From: Jim Eddy
This year marks the 100th year of operation for the Marine Corps Association. To celebrate the Associationís contributions to the development of the Marine Corps, the Leatherneck and Marine Corps Gazette will focus Marines on the challenges that have been overcome to keep the Marine Corps at the cutting edge of effectiveness in combat and other forms of operations.
This celebration in 2013 comes at a time when the focus is on the necessity to sequester funding by the national government, including the Defense Department and the Marine Corps in particular. For the Marine Corps, this is historically the reality during times of downturns in combat operations. But as the professional journals of the Marine Corps note, the leadership of the Leathernecks has been able to meet the loss of funding and personnel with the development of innovative methods of operation.
After World War I, the Marine Corps was reduced from 76,000 to some 15,000. Yet, in 1929, Commandant John Lejeune directed Lt. Col. Earl Ellis to develop the amphibious warfare doctrine later used in World War II in the Pacific and in Europe, as well as on September 13, 1950, at Inchon in Korea. This doctrine has been central to Marine operations today, including humanitarian assistance to Japan, Indonesia and the Philippines.

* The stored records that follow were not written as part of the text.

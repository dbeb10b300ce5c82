//! The viewer: a fly camera whose chunk position drives world streaming.

pub mod camera;
pub mod movement;

pub use camera::{camera_look, PlayerLook};
pub use movement::camera_movement;

use bevy::prelude::*;
use bevy::window::{CursorGrabMode, PrimaryWindow};

/// Marker for the player camera entity.
#[derive(Component)]
pub struct Player;

/// Click to capture the cursor, Escape to release it. Look and interaction
/// systems only run while the cursor is locked.
#[allow(clippy::needless_pass_by_value)]
pub fn cursor_grab(
    mouse: Res<ButtonInput<MouseButton>>,
    keys: Res<ButtonInput<KeyCode>>,
    mut windows: Query<&mut Window, With<PrimaryWindow>>,
) {
    let Ok(mut window) = windows.get_single_mut() else {
        return;
    };
    if mouse.just_pressed(MouseButton::Left) && window.cursor.grab_mode != CursorGrabMode::Locked {
        window.cursor.grab_mode = CursorGrabMode::Locked;
        window.cursor.visible = false;
    }
    if keys.just_pressed(KeyCode::Escape) {
        window.cursor.grab_mode = CursorGrabMode::None;
        window.cursor.visible = true;
    }
}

Yes, after every war the Marines are dramatically reduced in size, yet this has not prevented the development of helicopters in 1946, V/STOL planes, including the Harrier and Osprey, as well as tactics related to the neutralization of terrorist forces throughout the world. So the challenges facing the Marine Corps today are being met in part by the Marine Corps Association publications Leatherneck and Marine Corps Gazette. They provide a forum for Marines to reflect on our past as well as present new options for dealing with the multiple roles expected of Marines today in the areas of security for our embassies, combat operations in Africa and the Middle East, and humanitarian relief efforts.